Segment Open

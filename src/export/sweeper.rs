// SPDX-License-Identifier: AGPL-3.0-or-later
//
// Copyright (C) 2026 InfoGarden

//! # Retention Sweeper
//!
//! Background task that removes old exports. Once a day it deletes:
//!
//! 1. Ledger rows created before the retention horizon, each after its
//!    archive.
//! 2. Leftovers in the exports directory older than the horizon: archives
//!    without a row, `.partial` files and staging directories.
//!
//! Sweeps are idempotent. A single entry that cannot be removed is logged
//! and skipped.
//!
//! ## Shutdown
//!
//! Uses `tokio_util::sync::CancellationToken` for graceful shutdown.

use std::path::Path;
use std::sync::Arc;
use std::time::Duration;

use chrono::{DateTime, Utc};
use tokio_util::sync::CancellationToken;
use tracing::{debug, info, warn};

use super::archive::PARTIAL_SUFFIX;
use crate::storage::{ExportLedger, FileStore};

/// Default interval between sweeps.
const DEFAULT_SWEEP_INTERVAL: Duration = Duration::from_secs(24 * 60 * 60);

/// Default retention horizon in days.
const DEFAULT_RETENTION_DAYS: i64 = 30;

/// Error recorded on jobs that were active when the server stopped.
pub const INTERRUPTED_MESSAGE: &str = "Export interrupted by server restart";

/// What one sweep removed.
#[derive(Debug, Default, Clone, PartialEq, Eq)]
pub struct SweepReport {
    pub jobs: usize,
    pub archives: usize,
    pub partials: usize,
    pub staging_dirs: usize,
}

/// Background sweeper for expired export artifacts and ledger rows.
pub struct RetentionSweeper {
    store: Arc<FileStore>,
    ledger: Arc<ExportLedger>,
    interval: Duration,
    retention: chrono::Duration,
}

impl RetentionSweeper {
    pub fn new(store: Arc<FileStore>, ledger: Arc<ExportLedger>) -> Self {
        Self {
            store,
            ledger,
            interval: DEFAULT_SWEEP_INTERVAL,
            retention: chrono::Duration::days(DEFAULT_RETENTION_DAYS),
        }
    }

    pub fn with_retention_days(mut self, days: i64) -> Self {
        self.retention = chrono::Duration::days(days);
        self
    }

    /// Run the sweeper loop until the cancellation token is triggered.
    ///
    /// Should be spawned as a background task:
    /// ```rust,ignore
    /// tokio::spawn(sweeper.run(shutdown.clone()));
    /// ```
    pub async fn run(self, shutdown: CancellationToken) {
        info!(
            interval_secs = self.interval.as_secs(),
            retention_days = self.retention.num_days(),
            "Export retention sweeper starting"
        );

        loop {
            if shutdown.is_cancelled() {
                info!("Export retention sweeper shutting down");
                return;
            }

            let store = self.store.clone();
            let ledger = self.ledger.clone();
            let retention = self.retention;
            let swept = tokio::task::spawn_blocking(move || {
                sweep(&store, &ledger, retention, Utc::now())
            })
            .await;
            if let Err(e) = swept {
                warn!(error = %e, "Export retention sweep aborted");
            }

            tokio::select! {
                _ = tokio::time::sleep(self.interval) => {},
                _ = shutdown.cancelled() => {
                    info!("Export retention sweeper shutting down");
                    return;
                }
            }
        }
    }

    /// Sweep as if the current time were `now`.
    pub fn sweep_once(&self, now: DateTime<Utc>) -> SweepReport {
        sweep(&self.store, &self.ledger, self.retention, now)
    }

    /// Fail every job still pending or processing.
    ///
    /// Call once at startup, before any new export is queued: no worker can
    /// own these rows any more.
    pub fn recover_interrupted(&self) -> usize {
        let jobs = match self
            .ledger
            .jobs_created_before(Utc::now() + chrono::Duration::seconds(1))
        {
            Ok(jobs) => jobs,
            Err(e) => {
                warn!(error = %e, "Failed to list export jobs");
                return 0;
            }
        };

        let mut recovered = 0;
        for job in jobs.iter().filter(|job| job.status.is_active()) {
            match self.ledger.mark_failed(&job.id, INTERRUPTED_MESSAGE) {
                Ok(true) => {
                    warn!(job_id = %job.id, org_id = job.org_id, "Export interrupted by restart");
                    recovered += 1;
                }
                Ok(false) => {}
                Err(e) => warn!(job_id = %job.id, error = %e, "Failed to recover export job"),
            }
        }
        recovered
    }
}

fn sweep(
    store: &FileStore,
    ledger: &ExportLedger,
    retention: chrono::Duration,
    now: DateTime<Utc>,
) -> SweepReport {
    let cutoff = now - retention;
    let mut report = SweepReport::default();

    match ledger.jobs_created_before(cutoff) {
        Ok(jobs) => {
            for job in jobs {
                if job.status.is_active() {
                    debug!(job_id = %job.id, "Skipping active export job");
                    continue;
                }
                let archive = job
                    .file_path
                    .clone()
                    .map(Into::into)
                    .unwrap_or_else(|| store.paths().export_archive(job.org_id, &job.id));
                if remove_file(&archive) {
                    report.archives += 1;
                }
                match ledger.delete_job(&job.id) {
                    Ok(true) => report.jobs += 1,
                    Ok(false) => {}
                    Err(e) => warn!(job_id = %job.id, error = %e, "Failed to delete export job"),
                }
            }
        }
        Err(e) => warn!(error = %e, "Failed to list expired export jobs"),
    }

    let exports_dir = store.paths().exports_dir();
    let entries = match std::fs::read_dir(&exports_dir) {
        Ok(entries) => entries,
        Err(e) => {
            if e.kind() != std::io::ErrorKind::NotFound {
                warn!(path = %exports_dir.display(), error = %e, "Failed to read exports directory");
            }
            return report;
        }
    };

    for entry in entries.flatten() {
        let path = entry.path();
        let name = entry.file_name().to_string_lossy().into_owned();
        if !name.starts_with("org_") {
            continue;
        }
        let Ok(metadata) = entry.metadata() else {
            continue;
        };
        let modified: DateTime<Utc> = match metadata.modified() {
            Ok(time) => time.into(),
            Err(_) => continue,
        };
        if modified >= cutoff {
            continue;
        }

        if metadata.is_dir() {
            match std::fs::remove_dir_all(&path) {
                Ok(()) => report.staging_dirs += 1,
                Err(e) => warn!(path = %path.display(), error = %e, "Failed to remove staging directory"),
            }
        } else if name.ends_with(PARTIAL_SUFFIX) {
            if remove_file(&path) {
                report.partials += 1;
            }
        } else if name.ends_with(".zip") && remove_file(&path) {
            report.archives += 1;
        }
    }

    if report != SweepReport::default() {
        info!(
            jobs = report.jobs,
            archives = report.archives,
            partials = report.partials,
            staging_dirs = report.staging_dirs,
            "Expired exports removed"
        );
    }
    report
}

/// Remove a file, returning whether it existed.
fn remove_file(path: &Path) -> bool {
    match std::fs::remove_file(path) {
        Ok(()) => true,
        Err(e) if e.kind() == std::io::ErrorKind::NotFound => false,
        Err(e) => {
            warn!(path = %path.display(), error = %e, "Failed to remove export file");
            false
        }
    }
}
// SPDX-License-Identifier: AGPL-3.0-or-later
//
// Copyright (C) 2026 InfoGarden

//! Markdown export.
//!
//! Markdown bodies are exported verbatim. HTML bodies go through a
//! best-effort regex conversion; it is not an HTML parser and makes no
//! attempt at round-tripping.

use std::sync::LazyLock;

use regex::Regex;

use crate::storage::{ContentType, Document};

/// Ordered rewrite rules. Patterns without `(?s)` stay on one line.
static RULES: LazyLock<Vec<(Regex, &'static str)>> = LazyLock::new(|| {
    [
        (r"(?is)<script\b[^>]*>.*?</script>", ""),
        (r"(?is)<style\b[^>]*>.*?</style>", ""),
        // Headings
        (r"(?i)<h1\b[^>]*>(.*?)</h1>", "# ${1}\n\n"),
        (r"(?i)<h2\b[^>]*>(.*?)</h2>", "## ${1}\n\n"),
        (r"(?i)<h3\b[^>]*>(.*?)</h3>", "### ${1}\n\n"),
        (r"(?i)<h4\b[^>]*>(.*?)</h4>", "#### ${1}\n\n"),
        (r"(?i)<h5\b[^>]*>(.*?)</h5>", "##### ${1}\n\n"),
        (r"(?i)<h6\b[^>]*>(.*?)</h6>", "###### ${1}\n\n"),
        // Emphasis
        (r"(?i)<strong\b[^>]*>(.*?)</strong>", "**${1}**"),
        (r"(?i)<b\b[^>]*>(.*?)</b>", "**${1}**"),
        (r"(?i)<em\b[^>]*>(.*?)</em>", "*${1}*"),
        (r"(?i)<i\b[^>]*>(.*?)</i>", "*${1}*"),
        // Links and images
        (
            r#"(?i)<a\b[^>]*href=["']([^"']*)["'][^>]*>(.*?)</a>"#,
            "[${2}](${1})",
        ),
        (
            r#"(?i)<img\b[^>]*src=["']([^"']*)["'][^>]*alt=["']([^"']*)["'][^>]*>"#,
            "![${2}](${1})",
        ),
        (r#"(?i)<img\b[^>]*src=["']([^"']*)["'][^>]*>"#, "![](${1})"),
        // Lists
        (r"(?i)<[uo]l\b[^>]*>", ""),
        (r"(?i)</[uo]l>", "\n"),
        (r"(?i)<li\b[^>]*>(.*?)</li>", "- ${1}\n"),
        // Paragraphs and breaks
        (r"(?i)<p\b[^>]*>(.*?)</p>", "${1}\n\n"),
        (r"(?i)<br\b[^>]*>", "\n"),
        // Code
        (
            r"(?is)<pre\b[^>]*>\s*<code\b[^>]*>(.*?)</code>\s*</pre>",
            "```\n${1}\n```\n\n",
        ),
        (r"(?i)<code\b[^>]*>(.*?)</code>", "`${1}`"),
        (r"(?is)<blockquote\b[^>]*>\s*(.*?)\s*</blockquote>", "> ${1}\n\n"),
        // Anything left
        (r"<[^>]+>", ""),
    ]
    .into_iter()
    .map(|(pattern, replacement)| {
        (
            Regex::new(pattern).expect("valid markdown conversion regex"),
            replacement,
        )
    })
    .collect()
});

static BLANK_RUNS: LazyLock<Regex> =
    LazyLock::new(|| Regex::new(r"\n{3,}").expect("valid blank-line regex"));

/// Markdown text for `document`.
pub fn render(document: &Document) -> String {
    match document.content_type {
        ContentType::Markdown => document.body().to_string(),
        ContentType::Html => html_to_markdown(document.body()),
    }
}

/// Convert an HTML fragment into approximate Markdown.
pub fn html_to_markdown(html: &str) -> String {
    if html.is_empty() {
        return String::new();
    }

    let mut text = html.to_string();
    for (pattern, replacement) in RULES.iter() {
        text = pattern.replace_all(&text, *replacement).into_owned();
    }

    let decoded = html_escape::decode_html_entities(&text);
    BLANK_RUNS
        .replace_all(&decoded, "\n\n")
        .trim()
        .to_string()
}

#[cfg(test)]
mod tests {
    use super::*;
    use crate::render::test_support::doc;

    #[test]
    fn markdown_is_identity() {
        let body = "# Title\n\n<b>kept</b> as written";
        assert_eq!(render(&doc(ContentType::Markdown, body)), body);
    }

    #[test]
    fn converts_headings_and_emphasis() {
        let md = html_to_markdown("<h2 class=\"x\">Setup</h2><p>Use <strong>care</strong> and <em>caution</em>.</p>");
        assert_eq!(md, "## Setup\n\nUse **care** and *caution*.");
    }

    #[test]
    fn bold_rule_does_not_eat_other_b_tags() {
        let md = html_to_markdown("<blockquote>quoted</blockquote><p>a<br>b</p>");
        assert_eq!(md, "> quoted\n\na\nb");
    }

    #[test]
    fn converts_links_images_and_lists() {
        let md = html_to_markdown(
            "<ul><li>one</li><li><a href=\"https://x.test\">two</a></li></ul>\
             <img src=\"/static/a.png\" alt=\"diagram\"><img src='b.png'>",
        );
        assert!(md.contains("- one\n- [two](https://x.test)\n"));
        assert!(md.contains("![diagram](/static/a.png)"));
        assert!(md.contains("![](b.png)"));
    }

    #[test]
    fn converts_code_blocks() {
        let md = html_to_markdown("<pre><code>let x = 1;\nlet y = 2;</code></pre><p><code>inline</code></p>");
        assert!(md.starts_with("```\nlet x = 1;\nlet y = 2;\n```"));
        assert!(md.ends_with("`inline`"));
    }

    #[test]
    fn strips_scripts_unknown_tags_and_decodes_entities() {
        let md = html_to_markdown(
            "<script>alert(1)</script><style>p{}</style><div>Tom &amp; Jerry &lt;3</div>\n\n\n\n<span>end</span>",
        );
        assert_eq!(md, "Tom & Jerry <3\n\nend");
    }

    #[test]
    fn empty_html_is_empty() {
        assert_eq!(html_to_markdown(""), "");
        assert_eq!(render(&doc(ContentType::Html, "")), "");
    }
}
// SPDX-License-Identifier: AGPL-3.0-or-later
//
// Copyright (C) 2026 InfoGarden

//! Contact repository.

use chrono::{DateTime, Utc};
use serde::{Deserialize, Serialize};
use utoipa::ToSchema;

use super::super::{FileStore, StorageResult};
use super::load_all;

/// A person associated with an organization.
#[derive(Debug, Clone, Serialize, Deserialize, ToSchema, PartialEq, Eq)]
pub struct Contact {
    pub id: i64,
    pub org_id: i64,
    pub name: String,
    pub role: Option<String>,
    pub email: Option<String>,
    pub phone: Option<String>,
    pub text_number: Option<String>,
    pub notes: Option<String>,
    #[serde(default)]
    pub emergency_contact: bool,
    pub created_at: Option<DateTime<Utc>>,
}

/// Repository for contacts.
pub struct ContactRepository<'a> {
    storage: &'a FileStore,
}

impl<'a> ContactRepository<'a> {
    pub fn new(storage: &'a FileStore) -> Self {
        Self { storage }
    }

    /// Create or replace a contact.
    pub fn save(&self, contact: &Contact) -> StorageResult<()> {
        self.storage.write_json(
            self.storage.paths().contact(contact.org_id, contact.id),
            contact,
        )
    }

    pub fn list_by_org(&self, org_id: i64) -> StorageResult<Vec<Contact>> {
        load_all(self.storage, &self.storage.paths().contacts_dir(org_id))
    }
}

Segment Closed
Segment Open

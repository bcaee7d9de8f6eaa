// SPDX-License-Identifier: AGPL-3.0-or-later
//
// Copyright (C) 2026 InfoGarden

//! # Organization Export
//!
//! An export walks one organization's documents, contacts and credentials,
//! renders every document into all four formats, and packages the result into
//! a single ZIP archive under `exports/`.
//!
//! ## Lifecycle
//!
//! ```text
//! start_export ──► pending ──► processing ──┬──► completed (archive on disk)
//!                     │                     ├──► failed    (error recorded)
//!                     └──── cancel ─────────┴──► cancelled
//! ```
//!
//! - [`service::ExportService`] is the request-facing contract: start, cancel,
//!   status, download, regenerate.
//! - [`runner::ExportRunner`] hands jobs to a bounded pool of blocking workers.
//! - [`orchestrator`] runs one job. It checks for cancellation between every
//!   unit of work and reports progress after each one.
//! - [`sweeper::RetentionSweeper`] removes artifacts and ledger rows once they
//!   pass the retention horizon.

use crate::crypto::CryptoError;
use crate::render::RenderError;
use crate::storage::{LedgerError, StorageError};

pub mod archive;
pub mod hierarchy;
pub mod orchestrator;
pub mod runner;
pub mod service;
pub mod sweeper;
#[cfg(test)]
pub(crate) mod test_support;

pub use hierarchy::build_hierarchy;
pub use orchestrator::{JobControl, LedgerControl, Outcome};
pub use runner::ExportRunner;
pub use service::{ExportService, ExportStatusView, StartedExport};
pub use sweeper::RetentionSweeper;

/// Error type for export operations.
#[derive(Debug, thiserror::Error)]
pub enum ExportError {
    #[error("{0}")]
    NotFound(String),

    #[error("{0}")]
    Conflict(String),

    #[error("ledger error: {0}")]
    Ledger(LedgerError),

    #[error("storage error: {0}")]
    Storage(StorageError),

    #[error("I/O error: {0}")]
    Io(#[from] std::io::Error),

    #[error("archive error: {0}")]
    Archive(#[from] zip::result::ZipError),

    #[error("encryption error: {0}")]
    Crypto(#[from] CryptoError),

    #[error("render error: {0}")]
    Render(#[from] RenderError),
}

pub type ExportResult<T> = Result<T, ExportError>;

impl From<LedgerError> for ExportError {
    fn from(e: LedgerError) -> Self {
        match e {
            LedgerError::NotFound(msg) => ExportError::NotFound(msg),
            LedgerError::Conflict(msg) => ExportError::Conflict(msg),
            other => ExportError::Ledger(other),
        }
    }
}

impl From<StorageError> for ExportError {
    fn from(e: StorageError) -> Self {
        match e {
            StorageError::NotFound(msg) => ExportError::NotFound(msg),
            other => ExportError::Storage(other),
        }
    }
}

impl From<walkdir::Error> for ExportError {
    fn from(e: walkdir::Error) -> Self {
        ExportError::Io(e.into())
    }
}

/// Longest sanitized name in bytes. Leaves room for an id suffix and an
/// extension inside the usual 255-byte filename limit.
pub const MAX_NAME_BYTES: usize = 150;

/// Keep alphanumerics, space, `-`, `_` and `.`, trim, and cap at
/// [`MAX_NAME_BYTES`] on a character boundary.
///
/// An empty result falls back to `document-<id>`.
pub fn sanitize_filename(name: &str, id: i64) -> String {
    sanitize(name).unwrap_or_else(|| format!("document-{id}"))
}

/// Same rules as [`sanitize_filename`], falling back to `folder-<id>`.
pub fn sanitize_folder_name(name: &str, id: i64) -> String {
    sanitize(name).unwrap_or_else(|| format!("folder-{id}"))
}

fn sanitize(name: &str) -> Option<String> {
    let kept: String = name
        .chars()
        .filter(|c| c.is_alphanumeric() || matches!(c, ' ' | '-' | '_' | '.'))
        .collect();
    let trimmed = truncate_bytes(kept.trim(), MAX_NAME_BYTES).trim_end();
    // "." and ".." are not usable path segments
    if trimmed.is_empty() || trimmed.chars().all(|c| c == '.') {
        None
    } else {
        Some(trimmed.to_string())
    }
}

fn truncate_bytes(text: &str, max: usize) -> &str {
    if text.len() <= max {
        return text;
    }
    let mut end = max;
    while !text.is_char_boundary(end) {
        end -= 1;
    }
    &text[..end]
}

Segment Closed
Segment Open

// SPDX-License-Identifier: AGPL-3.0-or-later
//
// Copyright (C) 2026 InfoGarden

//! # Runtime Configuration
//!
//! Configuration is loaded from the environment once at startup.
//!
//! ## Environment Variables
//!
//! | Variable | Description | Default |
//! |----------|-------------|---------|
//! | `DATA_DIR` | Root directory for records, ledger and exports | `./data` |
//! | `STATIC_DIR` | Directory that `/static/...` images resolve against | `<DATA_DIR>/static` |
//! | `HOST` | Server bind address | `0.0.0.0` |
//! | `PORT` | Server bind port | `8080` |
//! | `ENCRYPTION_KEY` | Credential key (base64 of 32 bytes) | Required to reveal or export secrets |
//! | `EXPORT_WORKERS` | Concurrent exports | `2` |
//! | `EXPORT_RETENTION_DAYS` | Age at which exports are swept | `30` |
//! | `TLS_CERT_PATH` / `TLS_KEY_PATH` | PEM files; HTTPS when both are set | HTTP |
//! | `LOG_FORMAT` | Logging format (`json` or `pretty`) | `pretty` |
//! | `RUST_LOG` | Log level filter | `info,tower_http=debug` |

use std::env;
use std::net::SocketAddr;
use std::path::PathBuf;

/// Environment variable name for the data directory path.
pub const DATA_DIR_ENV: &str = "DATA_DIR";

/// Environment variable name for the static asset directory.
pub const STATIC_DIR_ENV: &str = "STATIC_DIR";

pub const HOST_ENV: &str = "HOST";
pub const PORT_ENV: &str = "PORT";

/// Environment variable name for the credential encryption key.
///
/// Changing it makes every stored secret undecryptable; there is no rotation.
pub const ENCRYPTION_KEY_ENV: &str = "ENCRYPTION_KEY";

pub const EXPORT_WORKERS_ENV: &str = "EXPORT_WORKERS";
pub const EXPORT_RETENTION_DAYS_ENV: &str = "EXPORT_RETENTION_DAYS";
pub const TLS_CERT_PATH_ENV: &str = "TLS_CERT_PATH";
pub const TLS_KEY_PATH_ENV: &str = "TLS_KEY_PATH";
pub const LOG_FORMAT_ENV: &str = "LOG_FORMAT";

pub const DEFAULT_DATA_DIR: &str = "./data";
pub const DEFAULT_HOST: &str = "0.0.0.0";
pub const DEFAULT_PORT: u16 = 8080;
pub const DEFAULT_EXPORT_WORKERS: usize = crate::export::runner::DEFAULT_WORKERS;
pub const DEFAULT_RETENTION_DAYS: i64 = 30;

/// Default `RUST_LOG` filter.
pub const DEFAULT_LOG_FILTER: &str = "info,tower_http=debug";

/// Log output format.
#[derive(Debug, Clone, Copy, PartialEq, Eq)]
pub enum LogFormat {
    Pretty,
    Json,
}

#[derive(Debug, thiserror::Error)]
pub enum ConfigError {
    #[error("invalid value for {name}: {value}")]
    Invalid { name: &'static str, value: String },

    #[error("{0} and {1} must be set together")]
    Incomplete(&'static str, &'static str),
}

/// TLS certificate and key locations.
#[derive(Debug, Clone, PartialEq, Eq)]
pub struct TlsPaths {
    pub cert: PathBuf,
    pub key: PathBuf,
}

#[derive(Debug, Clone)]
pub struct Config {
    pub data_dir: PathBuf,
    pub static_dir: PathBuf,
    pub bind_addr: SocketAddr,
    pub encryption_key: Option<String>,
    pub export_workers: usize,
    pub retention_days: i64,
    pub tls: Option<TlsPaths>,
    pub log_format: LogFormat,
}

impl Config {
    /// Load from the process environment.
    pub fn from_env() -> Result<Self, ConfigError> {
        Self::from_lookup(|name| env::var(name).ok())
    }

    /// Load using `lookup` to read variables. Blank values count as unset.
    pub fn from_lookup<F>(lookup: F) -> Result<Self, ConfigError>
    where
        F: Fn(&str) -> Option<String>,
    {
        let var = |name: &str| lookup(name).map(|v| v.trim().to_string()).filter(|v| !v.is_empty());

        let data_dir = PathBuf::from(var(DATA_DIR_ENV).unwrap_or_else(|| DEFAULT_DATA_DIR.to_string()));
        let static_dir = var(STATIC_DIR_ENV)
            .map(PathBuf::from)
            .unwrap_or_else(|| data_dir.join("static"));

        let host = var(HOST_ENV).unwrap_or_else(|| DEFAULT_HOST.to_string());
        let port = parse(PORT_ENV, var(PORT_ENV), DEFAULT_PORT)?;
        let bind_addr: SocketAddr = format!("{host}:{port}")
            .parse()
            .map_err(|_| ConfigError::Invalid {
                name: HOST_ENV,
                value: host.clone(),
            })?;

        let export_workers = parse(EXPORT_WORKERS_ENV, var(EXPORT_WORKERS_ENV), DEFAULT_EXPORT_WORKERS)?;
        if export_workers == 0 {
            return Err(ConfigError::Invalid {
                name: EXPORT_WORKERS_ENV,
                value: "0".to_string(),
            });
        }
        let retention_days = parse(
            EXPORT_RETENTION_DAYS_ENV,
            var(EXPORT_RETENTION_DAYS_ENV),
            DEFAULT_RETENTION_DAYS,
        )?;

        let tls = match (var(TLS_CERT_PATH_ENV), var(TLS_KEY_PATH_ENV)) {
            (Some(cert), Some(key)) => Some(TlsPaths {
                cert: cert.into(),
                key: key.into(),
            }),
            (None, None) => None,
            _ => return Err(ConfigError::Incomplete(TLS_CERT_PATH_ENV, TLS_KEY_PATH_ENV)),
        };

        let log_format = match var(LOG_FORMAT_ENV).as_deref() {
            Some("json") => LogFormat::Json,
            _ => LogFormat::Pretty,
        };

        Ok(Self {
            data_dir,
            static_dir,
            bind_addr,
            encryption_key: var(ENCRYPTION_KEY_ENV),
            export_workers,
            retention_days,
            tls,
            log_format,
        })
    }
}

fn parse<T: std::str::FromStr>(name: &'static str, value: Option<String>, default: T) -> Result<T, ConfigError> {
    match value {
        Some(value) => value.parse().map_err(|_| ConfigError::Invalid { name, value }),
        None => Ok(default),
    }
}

Segment Closed

* What to do
Copy every line of the data that carries the word "task".

* Exercise response
//! Background task that removes old exports. Once a day it deletes:
    /// Should be spawned as a background task:
            let swept = tokio::task::spawn_blocking(move || {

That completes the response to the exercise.